# askETC

`askETC` is a distilled local corpus for answering questions about Ethereum Classic philosophy, ETC history, and adjacent cryptocurrency theory from the materials already present in this workspace.

## Layout

- `corpus/`: copied source documents with original relative paths preserved
- `core-canon/`: smaller first-pass canon built from `config/core_canon.tsv`
- `config/core_canon.tsv`: explicit canon definition with section and inclusion reason
- `indexes/`: generated indexes for `corpus/` and `core-canon/`
- `packed/`: LLM-ready mega-context exports in `TXT` and `HTML`
- `manifests/manifest.tsv`: one row per copied file with category, provenance, and inclusion reason
- `manifests/core_canon_manifest.tsv`: one row per canon file with section, provenance, and reason
- `manifests/all_files.txt`: full current file list for the `asketc` subtree
- `manifests/summary.json`: corpus counts by category
- `manifests/core_canon_summary.json`: canon counts by section and source category
- `query_etc.py`: local query and index rebuild tool

## Included

- Primary doctrine: Declaration of Independence, Classic Guide, FAQ, redesign text, and a few high-value framing docs
- Governance specs: English ECIP markdown specs and the ECIPs README
- Blog history: official ETC English blog posts from 2015-2020 plus later history/governance posts
- Blog philosophy: official ETC philosophy-tagged English blog posts
- Blog course: ETC course and proof-of-work course posts covering ETC, Bitcoin, PoW, monetary policy, and related theory

## Core Canon

The core canon is intentionally narrower and English-first. It keeps the primary ETC doctrine, founding history, the key monetary-policy and governance reference, and a selected set of modern philosophy/course essays that best explain ETC's recurring claims about:

- Code Is Law
- immutability
- decentralization
- trust minimization
- proof of work
- monetary policy
- ETC versus ETH

The canon definition is editable in `config/core_canon.tsv`. Rebuilding does not touch `corpus/`; it only refreshes `core-canon/`, the core manifest, and the generated indexes.

## Core Vs Full

`core-canon/` is the curated first-pass reading set. It is the smaller, higher-signal subset you would keep in standing LLM context when you want ETC's main philosophical claims, origin story, and monetary-policy thesis without hauling the whole archive into the prompt.

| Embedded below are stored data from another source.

use crate::config::Config;
use anyhow::{Context, Result};
use sqlx::MySqlPool;
use sqlx::mysql::MySqlPoolOptions;
use std::time::Duration;

pub async fn init_db(config: &Config) -> Result<MySqlPool> {
    let pool = MySqlPoolOptions::new()
        .max_connections(config.db_max_connections)
        .acquire_timeout(Duration::from_secs(5))
        .connect(&config.database_url)
        .await
        .context("Failed to connect to database")?;

    if config.run_migrations {
        sqlx::migrate!("./migrations")
            .run(&pool)
            .await
            .context("Failed to run database migrations")?;
        tracing::info!("Database migrations applied");
    }

    Ok(pool)
}

/// Unique-key violations only; SQLSTATE 23000 alone also covers foreign-key
/// and NOT NULL failures.
pub fn is_duplicate_key(err: &sqlx::Error) -> bool {
    match err {
        sqlx::Error::Database(db_err) => db_err.is_unique_violation(),
        _ => false,
    }
}
use crate::error::ApiError;
use chrono::{DateTime, Utc};
use serde::{Deserialize, Serialize};
use std::str::FromStr;
use strum_macros::{AsRefStr, Display, EnumIter, EnumString};
use utoipa::ToSchema;

/// Teaching days, in display order.
#[derive(
    Debug, Clone, Copy, PartialEq, Eq, PartialOrd, Ord, Serialize, Deserialize, EnumString, Display, AsRefStr, EnumIter,
    ToSchema,
)]
pub enum Weekday {
    Monday,
    Tuesday,
    Wednesday,
    Thursday,
    Friday,
    Saturday,
}

/// Hourly slots of the teaching day, in display order.
pub const TIME_SLOTS: &[&str] = &[
    "08:00 - 09:00",
    "09:00 - 10:00",
    "10:00 - 11:00",
    "11:00 - 12:00",
    "12:00 - 01:00",
    "01:00 - 02:00",
    "02:00 - 03:00",
    "03:00 - 04:00",
];

pub const BREAK_SLOTS: &[&str] = &["12:00 - 01:00"];

pub fn slot_index(slot: &str) -> Option<usize> {
    TIME_SLOTS.iter().position(|s| *s == slot)
}

#[derive(Debug, Clone, Serialize, sqlx::FromRow, ToSchema)]
#[serde(rename_all = "camelCase")]
pub struct TimetableSlot {
    pub id: u64,
    pub teacher_id: u64,
    #[schema(example = "Monday")]
    pub day: String,
    #[schema(example = "09:00 - 10:00")]
    pub time_slot: String,
    #[schema(example = "Operating Systems")]
    pub subject_name: String,
    #[schema(example = "CSE-3A")]
    pub class_name: String,
    #[schema(example = "2026-01-01T00:00:00Z", format = "date-time", value_type = String)]
    pub updated_at: DateTime<Utc>,
}

#[derive(Debug, Deserialize, ToSchema)]
#[serde(rename_all = "camelCase")]
pub struct UpsertSlot {
    #[schema(example = "Monday")]
    pub day: String,
    #[schema(example = "09:00 - 10:00")]
    pub time_slot: String,
    #[schema(example = "Operating Systems")]
    pub subject_name: String,
    #[schema(example = "CSE-3A")]
    pub class_name: String,
}

impl UpsertSlot {
    pub fn validate(&self) -> Result<Weekday, ApiError> {
        let day = Weekday::from_str(self.day.trim())
            .map_err(|_| ApiError::bad_request("day must be one of Monday..Saturday"))?;

        let slot = self.time_slot.trim();
        if slot_index(slot).is_none() {
            return Err(ApiError::bad_request(format!(
                "timeSlot must be one of: {}",
                TIME_SLOTS.join(", ")
            )));
        }
        if BREAK_SLOTS.contains(&slot) {
            return Err(ApiError::bad_request("Cannot schedule a class during the break"));
        }

        if self.subject_name.trim().is_empty() || self.class_name.trim().is_empty() {
            return Err(ApiError::bad_request("subjectName and className are required"));
        }

        Ok(day)
    }
}

/// Orders entries by weekday then slot; unknown values sort last.
pub fn sort_grid(slots: &mut [TimetableSlot]) {
    slots.sort_by_key(|s| {
        (
            Weekday::from_str(&s.day).map(|d| d as usize).unwrap_or(usize::MAX),
            slot_index(&s.time_slot).unwrap_or(usize::MAX),
        )
    });
}

#[cfg(test)]
mod tests {
    use super::*;
    use chrono::TimeZone;
    use strum::IntoEnumIterator;

    fn upsert(day: &str, slot: &str) -> UpsertSlot {
        UpsertSlot {
            day: day.to_string(),
            time_slot: slot.to_string(),
            subject_name: "Networks".to_string(),
            class_name: "CSE-2B".to_string(),
        }
    }

    fn slot(id: u64, day: &str, time_slot: &str) -> TimetableSlot {
        TimetableSlot {
            id,
            teacher_id: 4,
            day: day.to_string(),
            time_slot: time_slot.to_string(),
            subject_name: "Networks".to_string(),
            class_name: "CSE-2B".to_string(),
            updated_at: Utc.with_ymd_and_hms(2026, 1, 1, 0, 0, 0).unwrap(),
        }
    }

    #[test]
    fn six_teaching_days() {
        let days: Vec<String> = Weekday::iter().map(|d| d.to_string()).collect();
        assert_eq!(days.first().map(String::as_str), Some("Monday"));
        assert_eq!(days.last().map(String::as_str), Some("Saturday"));
        assert_eq!(days.len(), 6);
    }

    #[test]
    fn accepts_regular_slot() {
        assert_eq!(upsert("Wednesday", "10:00 - 11:00").validate(), Ok(Weekday::Wednesday));
    }

    #[test]
    fn rejects_sunday_break_and_unknown_slot() {
        assert!(upsert("Sunday", "10:00 - 11:00").validate().is_err());
        assert_eq!(
            upsert("Monday", "12:00 - 01:00").validate(),
            Err(ApiError::bad_request("Cannot schedule a class during the break"))
        );
        assert!(upsert("Monday", "10:30 - 11:30").validate().is_err());
    }

    #[test]
    fn rejects_blank_subject() {
        let mut payload = upsert("Monday", "08:00 - 09:00");
        payload.subject_name = " ".to_string();
        assert!(payload.validate().is_err());
    }

    #[test]
    fn grid_sorts_by_day_then_slot() {
        let mut grid = vec![
            slot(1, "Friday", "08:00 - 09:00"),
            slot(2, "Monday", "03:00 - 04:00"),
            slot(3, "Monday", "08:00 - 09:00"),
            slot(4, "Tuesday", "01:00 - 02:00"),
        ];
        sort_grid(&mut grid);
        let ids: Vec<u64> = grid.iter().map(|s| s.id).collect();
        assert_eq!(ids, vec![3, 2, 4, 1]);
    }
}
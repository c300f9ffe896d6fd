use chrono::{DateTime, Utc};
use serde::{Deserialize, Serialize};
use utoipa::ToSchema;

#[derive(Debug, Clone, Serialize, sqlx::FromRow, ToSchema)]
#[serde(rename_all = "camelCase")]
pub struct Classroom {
    #[schema(example = 7)]
    pub id: u64,
    #[schema(example = "CSE-3A")]
    pub title: String,
    #[schema(example = "Operating Systems")]
    pub subject: String,
    #[schema(example = 4)]
    pub teacher_id: u64,
    #[schema(example = "R. Sharma")]
    pub teacher_name: String,
    #[schema(example = "2026-01-01T00:00:00Z", format = "date-time", value_type = String)]
    pub created_at: DateTime<Utc>,
}

#[derive(Debug, Deserialize, ToSchema)]
pub struct CreateClassroom {
    #[schema(example = "CSE-3A")]
    pub title: String,
    #[schema(example = "Operating Systems")]
    pub subject: String,
}

/// Columns a classroom update may touch.
pub const UPDATABLE_COLUMNS: &[&str] = &["title", "subject"];

#[derive(Debug, Deserialize, ToSchema)]
#[serde(rename_all = "camelCase")]
pub struct EnrollStudent {
    #[schema(example = 12)]
    pub student_id: u64,
}
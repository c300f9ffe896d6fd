use crate::{
    api::classroom::{fetch_active_enrollments, load_classroom},
    auth::auth::AuthUser,
    error::ApiError,
    model::{
        attendance::{
            AttendanceRecord, AttendanceRow, AttendanceStatistics, DateRange, SubmitAttendance,
            amendment_counts, parse_date, unenrolled_students, validate_submission,
        },
        classroom::Classroom,
        enrollment::{Enrollment, EnrollmentStatus, active_enrollment_for},
        role::Role,
    },
};
use actix_web::{HttpResponse, web};
use chrono::NaiveDate;
use serde::{Deserialize, Serialize};
use sqlx::{MySql, MySqlPool, QueryBuilder};
use std::collections::HashSet;
use tracing::{error, info};
use utoipa::{IntoParams, ToSchema};

const RECORD_COLUMNS: &str = "id, classroom_id, teacher_id, student_id, class_name, subject_name, \
                              attendance_date, status, time_slot, remarks, created_at, updated_at";

#[derive(Debug, Deserialize, IntoParams)]
#[serde(rename_all = "camelCase")]
#[into_params(parameter_in = Query)]
pub struct StudentAttendanceQuery {
    /// Student whose attendance is requested (required)
    pub student_id: Option<u64>,
    /// Classroom to report on; omit to list enrollments only
    pub classroom_id: Option<u64>,
    /// Inclusive lower bound, YYYY-MM-DD
    pub start_date: Option<String>,
    /// Inclusive upper bound, YYYY-MM-DD
    pub end_date: Option<String>,
}

#[derive(Debug, Serialize, ToSchema)]
#[serde(rename_all = "camelCase")]
pub struct StudentAttendanceResponse {
    pub success: bool,
    pub attendance_records: Vec<AttendanceRecord>,
    pub enrollments: Vec<Enrollment>,
    #[serde(skip_serializing_if = "Option::is_none")]
    pub statistics: Option<AttendanceStatistics>,
    #[serde(skip_serializing_if = "Option::is_none")]
    pub classroom: Option<Classroom>,
    #[serde(skip_serializing_if = "Option::is_none")]
    #[schema(example = "Select a classroom to view attendance")]
    pub message: Option<String>,
}

#[derive(Debug, Deserialize, IntoParams)]
#[serde(rename_all = "camelCase")]
#[into_params(parameter_in = Query)]
pub struct SessionQuery {
    pub classroom_id: u64,
    /// Session day, YYYY-MM-DD
    pub date: String,
    /// Defaults to the classroom subject
    pub subject_name: Option<String>,
}

#[derive(Debug, Serialize, ToSchema)]
#[serde(rename_all = "camelCase")]
pub struct SessionAttendanceResponse {
    pub classroom: Classroom,
    #[schema(example = "2026-01-01", format = "date", value_type = String)]
    pub date: NaiveDate,
    pub subject_name: String,
    pub attendance_records: Vec<AttendanceRecord>,
    pub statistics: AttendanceStatistics,
}

#[derive(Debug, Serialize, ToSchema)]
#[serde(rename_all = "camelCase")]
pub struct SubmitAttendanceResponse {
    #[schema(example = "Attendance saved")]
    pub message: String,
    pub classroom_id: u64,
    #[schema(example = "2026-01-01", format = "date", value_type = String)]
    pub date: NaiveDate,
    pub subject_name: String,
    pub created: usize,
    pub updated: usize,
}

/// Students may only look at their own attendance.
fn authorize_student_view(auth: &AuthUser, student_id: u64) -> Result<(), ApiError> {
    if auth.role == Role::Student && auth.user_id != student_id {
        return Err(ApiError::forbidden("Students may only view their own attendance"));
    }
    Ok(())
}

/// Only classrooms among the student's active enrollments may be viewed.
pub fn authorize_classroom(enrollments: &[Enrollment], classroom_id: u64) -> Result<&Enrollment, ApiError> {
    active_enrollment_for(enrollments, classroom_id)
        .ok_or_else(|| ApiError::forbidden("Student not enrolled in this classroom"))
}

fn into_records(rows: Vec<AttendanceRow>) -> Result<Vec<AttendanceRecord>, ApiError> {
    rows.into_iter()
        .map(AttendanceRecord::try_from)
        .collect::<Result<Vec<_>, _>>()
        .map_err(|e| {
            error!(error = %e, "Stored attendance status is invalid");
            ApiError::internal()
        })
}

/// Records of one student in one classroom, newest first; each date bound is
/// inclusive and applies only when present.
fn student_records_query(
    student_id: u64,
    classroom_id: u64,
    range: DateRange,
) -> QueryBuilder<'static, MySql> {
    let mut query: QueryBuilder<MySql> =
        QueryBuilder::new(format!("SELECT {RECORD_COLUMNS} FROM attendance_records WHERE student_id = "));
    query.push_bind(student_id);
    query.push(" AND classroom_id = ");
    query.push_bind(classroom_id);

    if let Some(start) = range.start {
        query.push(" AND attendance_date >= ");
        query.push_bind(start);
    }
    if let Some(end) = range.end {
        query.push(" AND attendance_date <= ");
        query.push_bind(end);
    }

    query.push(" ORDER BY attendance_date DESC, created_at DESC, id DESC");
    query
}

async fn fetch_student_records(
    pool: &MySqlPool,
    student_id: u64,
    classroom_id: u64,
    range: DateRange,
) -> Result<Vec<AttendanceRecord>, ApiError> {
    let rows = student_records_query(student_id, classroom_id, range)
        .build_query_as::<AttendanceRow>()
        .fetch_all(pool)
        .await
        .map_err(|e| {
            error!(error = %e, student_id, classroom_id, "Error fetching student attendance");
            ApiError::Internal("Failed to fetch attendance data".to_string())
        })?;

    into_records(rows)
}

/// Without a selected classroom only the enrollments are returned, with a hint.
fn student_view(
    enrollments: Vec<Enrollment>,
    selected: Option<(Classroom, Vec<AttendanceRecord>)>,
) -> StudentAttendanceResponse {
    match selected {
        None => StudentAttendanceResponse {
            success: true,
            attendance_records: Vec::new(),
            enrollments,
            statistics: None,
            classroom: None,
            message: Some("Select a classroom to view attendance".to_string()),
        },
        Some((classroom, records)) => StudentAttendanceResponse {
            success: true,
            statistics: Some(AttendanceStatistics::from_records(&records)),
            attendance_records: records,
            enrollments,
            classroom: Some(classroom),
            message: None,
        },
    }
}

/// A student's attendance in one classroom, with statistics
#[utoipa::path(
    get,
    path = "/api/v1/attendance/student",
    params(StudentAttendanceQuery),
    responses(
        (status = 200, description = "Attendance records and statistics", body = StudentAttendanceResponse),
        (status = 400, description = "Student ID is required, or a date is malformed", body = Object, example = json!({
            "error": "Student ID is required"
        })),
        (status = 401, description = "Unauthorized"),
        (status = 403, description = "Student not enrolled in this classroom", body = Object, example = json!({
            "error": "Student not enrolled in this classroom"
        })),
        (status = 500, description = "Failed to fetch attendance data")
    ),
    security(("bearer_auth" = [])),
    tag = "Attendance"
)]
pub async fn student_attendance(
    auth: AuthUser,
    pool: web::Data<MySqlPool>,
    query: web::Query<StudentAttendanceQuery>,
) -> Result<HttpResponse, ApiError> {
    let student_id = query
        .student_id
        .ok_or_else(|| ApiError::bad_request("Student ID is required"))?;
    authorize_student_view(&auth, student_id)?;
    let range = DateRange::parse(query.start_date.as_deref(), query.end_date.as_deref())?;

    let enrollments = fetch_active_enrollments(pool.get_ref(), student_id).await?;

    let Some(classroom_id) = query.classroom_id else {
        return Ok(HttpResponse::Ok().json(student_view(enrollments, None)));
    };

    let classroom = authorize_classroom(&enrollments, classroom_id)?.classroom.clone();
    if auth.role == Role::Teacher {
        auth.require_classroom_owner(classroom.teacher_id)?;
    }

    let records = fetch_student_records(pool.get_ref(), student_id, classroom_id, range).await?;

    Ok(HttpResponse::Ok().json(student_view(enrollments, Some((classroom, records)))))
}

/// Submit (or amend) attendance for one class session
#[utoipa::path(
    post,
    path = "/api/v1/attendance",
    request_body = SubmitAttendance,
    responses(
        (status = 200, description = "Attendance saved; existing records for the session are overwritten", body = SubmitAttendanceResponse),
        (status = 400, description = "Invalid roster or date"),
        (status = 401, description = "Unauthorized"),
        (status = 403, description = "Not the classroom's teacher"),
        (status = 404, description = "Classroom not found"),
        (status = 500, description = "Internal server error")
    ),
    security(("bearer_auth" = [])),
    tag = "Attendance"
)]
pub async fn submit_attendance(
    auth: AuthUser,
    pool: web::Data<MySqlPool>,
    payload: web::Json<SubmitAttendance>,
) -> Result<HttpResponse, ApiError> {
    auth.require_teacher_or_admin()?;
    if auth.role == Role::Teacher && payload.teacher_id.is_some_and(|id| id != auth.user_id) {
        return Err(ApiError::forbidden("teacherId does not match the signed-in teacher"));
    }
    let date = validate_submission(&payload)?;

    let classroom = load_classroom(pool.get_ref(), payload.classroom_id).await?;
    auth.require_classroom_owner(classroom.teacher_id)?;

    if let Some(class_name) = &payload.class_name {
        if class_name.trim() != classroom.title {
            return Err(ApiError::bad_request("className does not match the classroom"));
        }
    }

    let subject_name = payload
        .subject_name
        .as_deref()
        .map(str::trim)
        .unwrap_or(&classroom.subject)
        .to_string();
    let classroom_id = classroom.id;

    let enrolled: HashSet<u64> = sqlx::query_scalar::<_, u64>(
        "SELECT student_id FROM classroom_enrollments WHERE classroom_id = ? AND status = ?",
    )
    .bind(classroom_id)
    .bind(EnrollmentStatus::Active.as_ref())
    .fetch_all(pool.get_ref())
    .await
    .map_err(|e| {
        error!(error = %e, classroom_id, "Failed to load enrolled students");
        ApiError::internal()
    })?
    .into_iter()
    .collect();

    let outsiders = unenrolled_students(&payload.entries, &enrolled);
    if !outsiders.is_empty() {
        let ids: Vec<String> = outsiders.iter().map(u64::to_string).collect();
        return Err(ApiError::bad_request(format!(
            "Students not enrolled in this classroom: {}",
            ids.join(", ")
        )));
    }

    let time_slot = payload
        .time_slot
        .as_deref()
        .map(str::trim)
        .filter(|s| !s.is_empty());

    let mut upsert: QueryBuilder<MySql> = QueryBuilder::new(
        "INSERT INTO attendance_records \
         (classroom_id, teacher_id, student_id, class_name, subject_name, attendance_date, status, time_slot, remarks) ",
    );
    upsert.push_values(&payload.entries, |mut row, entry| {
        row.push_bind(classroom_id)
            .push_bind(classroom.teacher_id)
            .push_bind(entry.student_id)
            .push_bind(&classroom.title)
            .push_bind(&subject_name)
            .push_bind(date)
            .push_bind(entry.status.as_ref())
            .push_bind(time_slot)
            .push_bind(entry.remarks.as_deref().map(str::trim).filter(|r| !r.is_empty()));
    });
    upsert.push(
        " ON DUPLICATE KEY UPDATE \
         status = VALUES(status), \
         time_slot = VALUES(time_slot), \
         remarks = VALUES(remarks), \
         classroom_id = VALUES(classroom_id), \
         updated_at = CURRENT_TIMESTAMP(3)",
    );

    let done = upsert.build().execute(pool.get_ref()).await.map_err(|e| {
        error!(error = %e, classroom_id, %date, "Failed to save attendance");
        ApiError::internal()
    })?;

    let (created, updated) = amendment_counts(payload.entries.len(), done.rows_affected());
    info!(
        classroom_id,
        teacher_id = classroom.teacher_id,
        %date,
        subject = %subject_name,
        created,
        updated,
        "Attendance saved"
    );

    Ok(HttpResponse::Ok().json(SubmitAttendanceResponse {
        message: "Attendance saved".to_string(),
        classroom_id,
        date,
        subject_name,
        created,
        updated,
    }))
}

/// Records of one class session, for the owning teacher
#[utoipa::path(
    get,
    path = "/api/v1/attendance/session",
    params(SessionQuery),
    responses(
        (status = 200, description = "Records of the session", body = SessionAttendanceResponse),
        (status = 400, description = "Malformed date"),
        (status = 403, description = "Not the classroom's teacher"),
        (status = 404, description = "Classroom not found")
    ),
    security(("bearer_auth" = [])),
    tag = "Attendance"
)]
pub async fn session_attendance(
    auth: AuthUser,
    pool: web::Data<MySqlPool>,
    query: web::Query<SessionQuery>,
) -> Result<HttpResponse, ApiError> {
    auth.require_teacher_or_admin()?;
    let date = parse_date("date", &query.date)?;

    let classroom = load_classroom(pool.get_ref(), query.classroom_id).await?;
    auth.require_classroom_owner(classroom.teacher_id)?;

    let subject_name = query
        .subject_name
        .as_deref()
        .map(str::trim)
        .filter(|s| !s.is_empty())
        .unwrap_or(&classroom.subject)
        .to_string();

    let rows = sqlx::query_as::<_, AttendanceRow>(&format!(
        r#"
        SELECT {RECORD_COLUMNS}
        FROM attendance_records
        WHERE classroom_id = ?
        AND attendance_date = ?
        AND subject_name = ?
        ORDER BY student_id
        "#
    ))
    .bind(classroom.id)
    .bind(date)
    .bind(&subject_name)
    .fetch_all(pool.get_ref())
    .await
    .map_err(|e| {
        error!(error = %e, classroom_id = classroom.id, %date, "Failed to fetch session attendance");
        ApiError::internal()
    })?;

    let records = into_records(rows)?;
    let statistics = AttendanceStatistics::from_records(&records);

    Ok(HttpResponse::Ok().json(SessionAttendanceResponse {
        classroom,
        date,
        subject_name,
        attendance_records: records,
        statistics,
    }))
}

`corpus/` is the broader research set. It contains the canon material plus a much larger supporting body of official ETC blog history, course material, ECIPs, reference texts, translations, and adjacent historical documents. Use it when you need depth, corroboration, or retrieval beyond the main canon.

In practice:

- use `core-canon/` for direct prompt stuffing, default answers, and high-signal summaries
- use `corpus/` for retrieval, corroboration, niche topics, and longer historical or governance questions
- use the packed `core` files when a model has a smaller context window
- use the packed `full` files only on very large-context models or when you explicitly want a single mega-context artifact

## Packed Context

The packed exports are meant for direct LLM ingestion when you want a single deterministic context artifact instead of retrieval at query time.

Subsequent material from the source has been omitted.